Write out again, please, the records below from the first line to the line holding "else is carried", inclusive, and nothing else.

_AVAILABLE RECORDS_

^^^^^^^^

//! Lock descriptors for advisory state locking

use chrono::{DateTime, FixedOffset, Utc};
use serde::{Deserialize, Serialize};
use serde_json::{Map, Value};

use crate::backend::{BackendError, BackendResult};

/// Wire names of the descriptor fields
const WIRE_FIELDS: [&str; 7] = ["ID", "Operation", "Info", "Who", "Version", "Created", "Path"];

/// Information about a state lock
///
/// Field names follow the wire form sent by the IaC client (`ID`, `Operation`,
/// ...). Only `id` is interpreted by the store; everything else is carried
/// through untouched.
#[derive(Debug, Clone, PartialEq, Eq, Default, Serialize, Deserialize)]
#[serde(rename_all = "PascalCase", default)]
pub struct LockInfo {
    /// Unique identifier for this lock, chosen by the caller
    #[serde(rename = "ID")]
    pub id: String,
    /// The operation being performed (e.g., "OperationTypeApply")
    pub operation: String,
    /// Extra information provided by the caller
    pub info: String,
    /// Who acquired the lock (username@hostname)
    pub who: String,
    /// Client version string
    pub version: String,
    /// When the lock was created, with the offset the client sent
    #[serde(skip_serializing_if = "Option::is_none")]
    pub created: Option<DateTime<FixedOffset>>,
    /// Path of the locked state, filled in by the store when empty
    pub path: String,
}

impl LockInfo {
    /// Create a new lock for an operation with a random ID
    pub fn new(operation: impl Into<String>) -> Self {
        Self {
            id: uuid::Uuid::new_v4().to_string(),
            operation: operation.into(),
            info: String::new(),
            who: get_lock_owner(),
            version: env!("CARGO_PKG_VERSION").to_string(),
            created: Some(Utc::now().into()),
            path: String::new(),
        }
    }

    /// Create a lock descriptor carrying only an ID
    pub fn with_id(id: impl Into<String>) -> Self {
        Self {
            id: id.into(),
            ..Self::default()
        }
    }

    /// Decode a descriptor from its JSON wire form
    ///
    /// Keys are matched case-insensitively, so `"id"` and `"ID"` name the
    /// same field. An exact match wins over a case-folded one.
    pub fn decode(bytes: &[u8]) -> BackendResult<Self> {
        Self::parse(bytes)
            .map_err(|e| BackendError::MalformedInput(format!("Invalid lock descriptor: {}", e)))
    }

    pub(crate) fn parse(bytes: &[u8]) -> serde_json::Result<Self> {
        let value = match serde_json::from_slice(bytes)? {
            Value::Object(map) => Value::Object(canonicalize_keys(map)),
            other => other,
        };
        serde_json::from_value(value)
    }

    /// Encode the descriptor as pretty-printed JSON
    pub fn encode(&self) -> BackendResult<Vec<u8>> {
        serde_json::to_vec_pretty(self)
            .map_err(|e| BackendError::Serialization(format!("Failed to encode lock: {}", e)))
    }

    /// Whether this descriptor names the same holder as `other`
    pub fn same_holder(&self, other: &LockInfo) -> bool {
        self.id == other.id
    }
}

/// Rename descriptor keys to their wire spelling, dropping unknown keys
fn canonicalize_keys(map: Map<String, Value>) -> Map<String, Value> {
    let (exact, folded): (Vec<_>, Vec<_>) = map
        .into_iter()
        .partition(|(key, _)| WIRE_FIELDS.contains(&key.as_str()));

    let mut canonical = Map::new();
    for (key, value) in folded {
        if let Some(field) = WIRE_FIELDS.iter().find(|f| f.eq_ignore_ascii_case(&key)) {
            canonical.insert(field.to_string(), value);
        }
    }
    for (key, value) in exact {
        canonical.insert(key, value);
    }
    canonical
}

/// Get the lock owner string (username@hostname)
fn get_lock_owner() -> String {
    let username = std::env::var("USER")
        .or_else(|_| std::env::var("USERNAME"))
        .unwrap_or_else(|_| "unknown".to_string());

    let hostname = hostname::get()
        .ok()
        .and_then(|h| h.into_string().ok())
        .unwrap_or_else(|| "unknown".to_string());

    format!("{}@{}", username, hostname)
}

#[cfg(test)]
mod tests {
    use super::*;

    #[test]
    fn test_lock_info_new() {
        let lock = LockInfo::new("apply");
        assert_eq!(lock.operation, "apply");
        assert!(!lock.id.is_empty());
        assert!(!lock.who.is_empty());
        assert!(lock.created.is_some());
        assert!(lock.path.is_empty());
    }

    #[test]
    fn test_lock_ids_are_unique() {
        assert_ne!(LockInfo::new("apply").id, LockInfo::new("apply").id);
    }

    #[test]
    fn test_lock_owner_format() {
        let who = get_lock_owner();
        assert!(who.contains('@'));
    }

    #[test]
    fn test_decode_client_descriptor() {
        let body = br#"{
            "ID": "5b1f2c3e-0000-4d6f-9a4b-0123456789ab",
            "Operation": "OperationTypeApply",
            "Info": "",
            "Who": "alice@workstation",
            "Version": "1.7.5",
            "Created": "2024-03-01T10:15:30.123456789Z",
            "Path": ""
        }"#;

        let lock = LockInfo::decode(body).unwrap();
        assert_eq!(lock.id, "5b1f2c3e-0000-4d6f-9a4b-0123456789ab");
        assert_eq!(lock.operation, "OperationTypeApply");
        assert_eq!(lock.who, "alice@workstation");
        assert_eq!(lock.version, "1.7.5");
        assert!(lock.created.is_some());
    }

    #[test]
    fn test_decode_tolerates_missing_fields() {
        let lock = LockInfo::decode(br#"{"ID": "a"}"#).unwrap();
        assert_eq!(lock, LockInfo::with_id("a"));
    }

    #[test]
    fn test_decode_matches_keys_case_insensitively() {
        let lock = LockInfo::decode(br#"{"id": "a", "operation": "plan", "WHO": "bob@host"}"#)
            .unwrap();
        assert_eq!(lock.id, "a");
        assert_eq!(lock.operation, "plan");
        assert_eq!(lock.who, "bob@host");

        let lock = LockInfo::decode(br#"{"Id": "b"}"#).unwrap();
        assert_eq!(lock.id, "b");
    }

    #[test]
    fn test_decode_prefers_exact_key() {
        let lock = LockInfo::decode(br#"{"id": "folded", "ID": "exact"}"#).unwrap();
        assert_eq!(lock.id, "exact");

        let lock = LockInfo::decode(br#"{"ID": "exact", "id": "folded"}"#).unwrap();
        assert_eq!(lock.id, "exact");
    }

    #[test]
    fn test_decode_ignores_unknown_keys() {
        let lock = LockInfo::decode(br#"{"ID": "a", "Expires": "never"}"#).unwrap();
        assert_eq!(lock, LockInfo::with_id("a"));
    }

    #[test]
    fn test_created_keeps_client_offset() {
        let lock =
            LockInfo::decode(br#"{"ID": "a", "Created": "2024-03-01T10:15:30+02:00"}"#).unwrap();
        let json: serde_json::Value = serde_json::from_slice(&lock.encode().unwrap()).unwrap();

        assert_eq!(json["Created"], serde_json::json!("2024-03-01T10:15:30+02:00"));
    }

    #[test]
    fn test_decode_rejects_garbage() {
        let result = LockInfo::decode(b"not json");
        assert!(matches!(result, Err(BackendError::MalformedInput(_))));

        let result = LockInfo::decode(br#"{"ID": 42}"#);
        assert!(matches!(result, Err(BackendError::MalformedInput(_))));

        let result = LockInfo::decode(br#"{"id": 42}"#);
        assert!(matches!(result, Err(BackendError::MalformedInput(_))));

        let result = LockInfo::decode(b"42");
        assert!(matches!(result, Err(BackendError::MalformedInput(_))));
    }

    #[test]
    fn test_encode_uses_wire_field_names() {
        let lock = LockInfo::new("apply");
        let json: serde_json::Value = serde_json::from_slice(&lock.encode().unwrap()).unwrap();

        assert_eq!(json["ID"], serde_json::json!(lock.id));
        assert_eq!(json["Operation"], serde_json::json!("apply"));
        assert!(json.get("Created").is_some());
        assert!(json.get("id").is_none());
    }

    #[test]
    fn test_same_holder_compares_id_only() {
        let mut a = LockInfo::with_id("a");
        a.operation = "apply".to_string();
        let mut also_a = LockInfo::with_id("a");
        also_a.operation = "plan".to_string();

        assert!(a.same_holder(&also_a));
        assert!(!a.same_holder(&LockInfo::with_id("b")));
    }
}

^^^^^^^^

_WRITTEN REPLY_
//! Lock descriptors for advisory state locking

use chrono::{DateTime, FixedOffset, Utc};
use serde::{Deserialize, Serialize};
use serde_json::{Map, Value};

use crate::backend::{BackendError, BackendResult};

/// Wire names of the descriptor fields
const WIRE_FIELDS: [&str; 7] = ["ID", "Operation", "Info", "Who", "Version", "Created", "Path"];

/// Information about a state lock
///
/// Field names follow the wire form sent by the IaC client (`ID`, `Operation`,
/// ...). Only `id` is interpreted by the store; everything else is carried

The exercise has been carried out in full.